WORK REQUIRED → As the answer, set down the lines below from the one containing "use std::env;" through the one containing "let path_var = |var: &str, default: &str|", exactly and inclusively, and no others.

(Dataset entries)
^^^^^^^^
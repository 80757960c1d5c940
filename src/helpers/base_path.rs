use std::{env, path::PathBuf};

use crate::constants::envvars;

pub fn data_dir() -> PathBuf {
    if let Ok(data_dir) = env::var(envvars::DATA_DIR) {
        return data_dir.into();
    }
    if let Ok(snap_common_dir) = env::var(envvars::SNAP_COMMON) {
        return snap_common_dir.into();
    }
    PathBuf::from("data")
}
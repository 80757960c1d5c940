use anyhow::Result;
use emsdb::DbRO;

use crate::argsets::DevicesArgs;

/// Print registered devices as tab-separated `id gateway device readings` lines.
pub fn devices(args: DevicesArgs) -> Result<()> {
    let config = args.config.into_config();
    let db = DbRO::open(&config.db_path)?;
    for device in db.devices()? {
        println!(
            "{}\t{}\t{}\t{}",
            device.device_id,
            device.gateway_name,
            device.device_name,
            db.count_readings(device.device_id)?
        );
    }
    Ok(())
}
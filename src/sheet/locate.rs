//! Find data by header text rather than fixed coordinates.
//!
//! Every lookup scans the used cells in row-major order and the first cell whose
//! trimmed text equals the label (ignoring ASCII case) wins.

use super::{Cell, Sheet};

fn matches_label(cell: &Cell, label: &str) -> bool {
    cell.value.trim().eq_ignore_ascii_case(label.trim())
}

fn find_cell<'a>(sheet: &'a Sheet, label: &str) -> Option<Cell<'a>> {
    sheet.cells_used().find(|c| matches_label(c, label))
}

/// Trimmed text of the cell directly below the first cell labelled `label`.
///
/// Returns `Some("")` when the label exists but nothing is below it.
pub fn find_labeled_value(sheet: &Sheet, label: &str) -> Option<String> {
    let cell = find_cell(sheet, label)?;
    Some(
        sheet
            .get(cell.row + 1, cell.col)
            .unwrap_or_default()
            .trim()
            .to_string(),
    )
}

pub fn find_header_row(sheet: &Sheet, label: &str) -> Option<u32> {
    find_cell(sheet, label).map(|c| c.row)
}

/// Column of the first cell matching any of `labels`.
///
/// The candidates are synonyms: their order does not matter, scan order does.
pub fn find_column(sheet: &Sheet, labels: &[&str]) -> Option<u32> {
    sheet
        .cells_used()
        .find(|c| labels.iter().any(|l| matches_label(c, l)))
        .map(|c| c.col)
}
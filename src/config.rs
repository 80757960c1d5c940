use std::env;
use std::path::PathBuf;

use crate::constants::{defaults, envvars};
use crate::helpers::base_path;

/// Locations used by a batch run. Built once at start-up and passed down.
#[derive(Clone, Debug, PartialEq)]
pub struct Config {
    /// Folder the gateways drop their daily CSV exports into
    pub source_dir: PathBuf,
    /// Root of the `<YYYY>/<MM>/<ddMMyyyy>` archive tree
    pub archive_root: PathBuf,
    /// SQLite database holding devices and energy readings
    pub db_path: PathBuf,
}

impl Config {
    pub fn from_env() -> Self {
        let data_dir = base_path::data_dir();
        let path_var = |var: &str, default: &str| {
            env::var_os(var)
                .map(PathBuf::from)
                .unwrap_or_else(|| data_dir.join(default))
        };
        Config {
            source_dir: path_var(envvars::CSV_DIR, defaults::CSV_DIR),
            archive_root: path_var(envvars::ARCHIVE_DIR, defaults::ARCHIVE_DIR),
            db_path: path_var(envvars::DB_PATH, defaults::DB_PATH),
        }
    }

    pub fn with_overrides(
        mut self,
        source_dir: Option<PathBuf>,
        archive_root: Option<PathBuf>,
        db_path: Option<PathBuf>,
    ) -> Self {
        if let Some(p) = source_dir {
            self.source_dir = p;
        }
        if let Some(p) = archive_root {
            self.archive_root = p;
        }
        if let Some(p) = db_path {
            self.db_path = p;
        }
        self
    }
}
use std::fs;
use std::io;
use std::path::{Path, PathBuf};

use chrono::{DateTime, Local, NaiveDate};

use super::convert::CSV_EXT;

#[derive(Clone, Copy, Debug, Default, PartialEq)]
pub struct CopyStats {
    pub copied: usize,
    pub already_archived: usize,
}

/// `<root>/<YYYY>/<MM>/<ddMMyyyy>`
pub fn archive_dir(root: &Path, date: NaiveDate) -> PathBuf {
    root.join(date.format("%Y").to_string())
        .join(date.format("%m").to_string())
        .join(date.format("%d%m%Y").to_string())
}

pub fn create_archive_dir(root: &Path, date: NaiveDate) -> io::Result<PathBuf> {
    let dir = archive_dir(root, date);
    fs::create_dir_all(&dir)?;
    Ok(dir)
}

fn has_csv_ext(path: &Path) -> bool {
    path.extension()
        .and_then(|e| e.to_str())
        .is_some_and(|e| e.eq_ignore_ascii_case(CSV_EXT))
}

/// CSV files directly inside `dir`, sorted by name.
pub fn list_csv_files(dir: &Path) -> io::Result<Vec<PathBuf>> {
    let mut files = Vec::new();
    for entry in fs::read_dir(dir)? {
        let entry = entry?;
        let path = entry.path();
        if entry.file_type()?.is_file() && has_csv_ext(&path) {
            files.push(path);
        }
    }
    files.sort();
    Ok(files)
}

/// Last-modified date in the local time zone
pub fn modified_date(path: &Path) -> io::Result<NaiveDate> {
    let modified: DateTime<Local> = fs::metadata(path)?.modified()?.into();
    Ok(modified.date_naive())
}

/// Copy the CSV files modified on `date` from `source` into `dest`.
///
/// A file whose name already exists in `dest` is left alone.
pub fn copy_files_modified_on(source: &Path, dest: &Path, date: NaiveDate) -> io::Result<CopyStats> {
    let mut stats = CopyStats::default();
    for path in list_csv_files(source)? {
        if modified_date(&path)? != date {
            continue;
        }
        let Some(file_name) = path.file_name() else {
            continue;
        };
        let target = dest.join(file_name);
        if target.exists() {
            log::debug!("{} already archived", target.display());
            stats.already_archived += 1;
            continue;
        }
        fs::copy(&path, &target)?;
        log::info!("Archived {} to {}", path.display(), target.display());
        stats.copied += 1;
    }
    Ok(stats)
}
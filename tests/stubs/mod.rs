#![allow(dead_code)]

pub mod csv;
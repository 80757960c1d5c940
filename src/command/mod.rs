mod convert;
mod devices;
mod load;
mod run;

pub use convert::convert;
pub use devices::devices;
pub use load::load;
pub use run::run;
use std::fs::File;
use std::io::{BufRead, BufReader};
use std::path::{Path, PathBuf};

use thiserror::Error;

use crate::sheet::xlsx::{self, XlsxError, XLSX_EXT};
use crate::sheet::Sheet;

pub const CSV_EXT: &str = "csv";
const SEPARATOR: char = ',';
const UTF8_BOM: &[u8] = b"\xEF\xBB\xBF";

#[derive(Error, Debug)]
pub enum ConvertError {
    #[error("cannot read CSV: {0}")]
    Read(#[from] std::io::Error),
    #[error("cannot write spreadsheet: {0}")]
    Write(#[from] XlsxError),
}

#[derive(Clone, Debug, PartialEq)]
pub enum Conversion {
    Created(PathBuf),
    AlreadyConverted(PathBuf),
}

impl Conversion {
    pub fn path(&self) -> &Path {
        match self {
            Conversion::Created(p) | Conversion::AlreadyConverted(p) => p,
        }
    }
}

pub fn xlsx_path_for(csv_path: &Path) -> PathBuf {
    csv_path.with_extension(XLSX_EXT)
}

/// Line n becomes row n, the k-th comma-separated token becomes column k.
/// There is no quoting support.
///
/// A leading UTF-8 byte order mark is dropped and invalid UTF-8 is replaced
/// with U+FFFD, so a stray byte only affects the cell it is in.
pub fn csv_to_sheet<R: BufRead>(mut reader: R) -> std::io::Result<Sheet> {
    let mut sheet = Sheet::new();
    let mut buf = Vec::new();
    let mut row: u32 = 0;
    loop {
        buf.clear();
        if reader.read_until(b'\n', &mut buf)? == 0 {
            break;
        }
        row += 1;
        let mut bytes = buf.as_slice();
        if row == 1 {
            bytes = bytes.strip_prefix(UTF8_BOM).unwrap_or(bytes);
        }
        bytes = bytes.strip_suffix(b"\n").unwrap_or(bytes);
        bytes = bytes.strip_suffix(b"\r").unwrap_or(bytes);
        let line = String::from_utf8_lossy(bytes);
        for (col, value) in line.split(SEPARATOR).enumerate() {
            sheet.set(row, col as u32 + 1, value);
        }
    }
    Ok(sheet)
}

/// Convert a CSV file into an XLSX file next to it, unless that file already exists.
pub fn convert(csv_path: &Path) -> Result<Conversion, ConvertError> {
    let xlsx_path = xlsx_path_for(csv_path);
    if xlsx_path.exists() {
        log::debug!("{} already converted", csv_path.display());
        return Ok(Conversion::AlreadyConverted(xlsx_path));
    }

    let sheet = csv_to_sheet(BufReader::new(File::open(csv_path)?))?;
    xlsx::save(&sheet, &xlsx_path)?;
    log::info!(
        "Converted {} into {} ({} cells)",
        csv_path.display(),
        xlsx_path.display(),
        sheet.len()
    );
    Ok(Conversion::Created(xlsx_path))
}
pub mod config;
pub mod constants;
pub mod helpers;
pub mod ingest;
pub mod sheet;

pub use config::Config;
pub const DATA_DIR: &str = "EMS_DATA_DIR";
pub const CSV_DIR: &str = "EMS_CSV_DIR";
pub const ARCHIVE_DIR: &str = "EMS_ARCHIVE_DIR";
pub const DB_PATH: &str = "EMS_DB_PATH";

pub const SNAP_COMMON: &str = "SNAP_COMMON";

pub const LOG_LEVEL: &str = "LOG_LEVEL";
use chrono::{Local, NaiveDate};

pub fn today() -> NaiveDate {
    Local::now().date_naive()
}
use rusqlite::{params, Connection, OpenFlags, OptionalExtension, TransactionBehavior};
use std::path::Path;
use std::time::Duration;
use thiserror::Error;

const DEVICE_TABLE: &str = "device";
const READINGS_TABLE: &str = "energy_readings";

const BUSY_TIMEOUT: Duration = Duration::from_secs(5);

#[derive(Error, Debug)]
pub enum EmsDbError {
    #[error(transparent)]
    Sqlite(#[from] rusqlite::Error),
    #[error("could not create database directory: {0}")]
    Io(#[from] std::io::Error),
}

pub type Result<T> = std::result::Result<T, EmsDbError>;

#[derive(Clone, Debug, PartialEq, Eq)]
pub struct Device {
    pub device_id: i64,
    pub gateway_name: String,
    pub device_name: String,
}

#[derive(Clone, Debug, PartialEq, Eq)]
pub struct EnergyReading {
    pub device_id: i64,
    pub local_timestamp: String,
    pub active_energy_delivered: String,
    pub error: String,
}

/// A reading as handed to the sink; absent values are stored as empty text.
#[derive(Clone, Copy, Debug, Default)]
pub struct NewReading<'a> {
    pub local_timestamp: Option<&'a str>,
    pub active_energy_delivered: Option<&'a str>,
    pub error: Option<&'a str>,
}

pub struct AccessRO;
pub struct AccessRW;

/// Scoped connection to the EMS store. The connection is closed when dropped.
pub struct Db<AccessTag>(Connection, AccessTag);

pub type DbRW = Db<AccessRW>;
pub type DbRO = Db<AccessRO>;

// Methods common to read-only and read-write connections
impl<AccessTag> Db<AccessTag> {
    pub fn device_id(&self, gateway: &str, device: &str) -> Result<Option<i64>> {
        self.0
            .query_row(
                &format!(
                    "SELECT device_id FROM '{DEVICE_TABLE}'
                    WHERE gateway_name = ?1 AND device_name = ?2"
                ),
                params![gateway, device],
                |r| r.get::<_, i64>(0),
            )
            .optional()
            .map_err(Into::into)
    }

    pub fn devices(&self) -> Result<Vec<Device>> {
        let mut stmt = self.0.prepare(&format!(
            "SELECT device_id, gateway_name, device_name FROM '{DEVICE_TABLE}' ORDER BY device_id"
        ))?;
        let rows = stmt.query_map([], |r| {
            Ok(Device {
                device_id: r.get(0)?,
                gateway_name: r.get(1)?,
                device_name: r.get(2)?,
            })
        })?;
        rows.collect::<rusqlite::Result<Vec<_>>>()
            .map_err(Into::into)
    }

    /// Readings for one device, in insertion order.
    pub fn readings_for_device(&self, device_id: i64) -> Result<Vec<EnergyReading>> {
        let mut stmt = self.0.prepare(&format!(
            "SELECT device_id, local_timestamp, active_energy_delivered, error
            FROM '{READINGS_TABLE}' WHERE device_id = ?1 ORDER BY rowid"
        ))?;
        let rows = stmt.query_map([device_id], |r| {
            Ok(EnergyReading {
                device_id: r.get(0)?,
                local_timestamp: r.get(1)?,
                active_energy_delivered: r.get(2)?,
                error: r.get(3)?,
            })
        })?;
        rows.collect::<rusqlite::Result<Vec<_>>>()
            .map_err(Into::into)
    }

    pub fn count_readings(&self, device_id: i64) -> Result<i64> {
        self.0
            .query_row(
                &format!("SELECT COUNT(*) FROM '{READINGS_TABLE}' WHERE device_id = ?1"),
                [device_id],
                |r| r.get::<_, i64>(0),
            )
            .map_err(Into::into)
    }
}

// Methods specific to read-only connection
impl DbRO {
    pub fn open(path: impl AsRef<Path>) -> Result<Self> {
        log::debug!("Connecting to {:?} in read-only mode", path.as_ref());
        let connection = Connection::open_with_flags(path, OpenFlags::SQLITE_OPEN_READ_ONLY)?;
        Ok(Db(connection, AccessRO))
    }
}

// Methods specific to read-write connection
impl DbRW {
    pub fn open(path: impl AsRef<Path>) -> Result<Self> {
        log::debug!("Connecting to {:?} in read-write mode", path.as_ref());
        // Create directory for DB if it doesn't already exist
        std::fs::create_dir_all(path.as_ref().parent().unwrap_or(Path::new("")))?;
        let connection = Connection::open(path)?;
        connection.busy_timeout(BUSY_TIMEOUT)?;
        connection.execute_batch(&format!(
            "PRAGMA foreign_keys = ON;
            CREATE TABLE IF NOT EXISTS '{DEVICE_TABLE}' (
                device_id INTEGER PRIMARY KEY AUTOINCREMENT,
                gateway_name TEXT NOT NULL,
                device_name TEXT NOT NULL,
                UNIQUE (gateway_name, device_name)
            );
            CREATE TABLE IF NOT EXISTS '{READINGS_TABLE}' (
                device_id INTEGER NOT NULL REFERENCES '{DEVICE_TABLE}' (device_id),
                local_timestamp TEXT NOT NULL,
                active_energy_delivered TEXT NOT NULL,
                error TEXT NOT NULL
            );"
        ))?;

        Ok(Db(connection, AccessRW))
    }

    /// Return the id of the (gateway, device) pair, inserting it first if unseen.
    ///
    /// The insert and the select run in one IMMEDIATE transaction, which holds
    /// the write lock from the start; two connections resolving the same new
    /// pair cannot both insert it.
    pub fn resolve_or_create_device(&mut self, gateway: &str, device: &str) -> Result<i64> {
        let tx = self
            .0
            .transaction_with_behavior(TransactionBehavior::Immediate)?;
        let inserted = tx.execute(
            &format!(
                "INSERT INTO '{DEVICE_TABLE}' (gateway_name, device_name)
                SELECT ?1, ?2
                WHERE NOT EXISTS (
                    SELECT 1 FROM '{DEVICE_TABLE}' WHERE gateway_name = ?1 AND device_name = ?2
                )"
            ),
            params![gateway, device],
        )?;
        let device_id = tx.query_row(
            &format!(
                "SELECT device_id FROM '{DEVICE_TABLE}'
                WHERE gateway_name = ?1 AND device_name = ?2"
            ),
            params![gateway, device],
            |r| r.get::<_, i64>(0),
        )?;
        tx.commit()?;
        if inserted > 0 {
            log::info!("Registered new device {gateway}/{device} with id {device_id}");
        }
        Ok(device_id)
    }

    /// Append one reading. Each call commits on its own.
    pub fn insert_reading(&self, device_id: i64, reading: &NewReading) -> Result<()> {
        let mut stmt = self.0.prepare_cached(&format!(
            "INSERT INTO '{READINGS_TABLE}'
            (device_id, local_timestamp, active_energy_delivered, error)
            VALUES (?1, ?2, ?3, ?4)"
        ))?;
        stmt.execute(params![
            device_id,
            reading.local_timestamp.unwrap_or(""),
            reading.active_energy_delivered.unwrap_or(""),
            reading.error.unwrap_or(""),
        ])?;
        Ok(())
    }
}
use anyhow::Result;

use ems_ingest::helpers::today;
use ems_ingest::ingest::{self, BatchError};

use crate::argsets::RunArgs;

/// Run the daily batch. Failures are logged, never turned into an exit code.
pub fn run(args: RunArgs) -> Result<()> {
    let config = args.config.into_config();
    let date = args.date.unwrap_or_else(today);
    log::info!("Starting batch for {date}");

    match ingest::run_batch(&config, date) {
        Ok(summary) => log::info!("All processing completed: {summary}"),
        Err(BatchError::SourceFolderMissing(path)) => {
            log::error!("Source folder not found: {}", path.display())
        }
        Err(e) => log::error!("Unexpected error: {e}"),
    }
    Ok(())
}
^^^^^^^^
ANSWER TO THIS EXERCISE →
use std::env;
use std::path::PathBuf;

use crate::constants::{defaults, envvars};
use crate::helpers::base_path;

/// Locations used by a batch run. Built once at start-up and passed down.
#[derive(Clone, Debug, PartialEq)]
pub struct Config {
    /// Folder the gateways drop their daily CSV exports into
    pub source_dir: PathBuf,
    /// Root of the `<YYYY>/<MM>/<ddMMyyyy>` archive tree
    pub archive_root: PathBuf,
    /// SQLite database holding devices and energy readings
    pub db_path: PathBuf,
}

impl Config {
    pub fn from_env() -> Self {
        let data_dir = base_path::data_dir();
        let path_var = |var: &str, default: &str| {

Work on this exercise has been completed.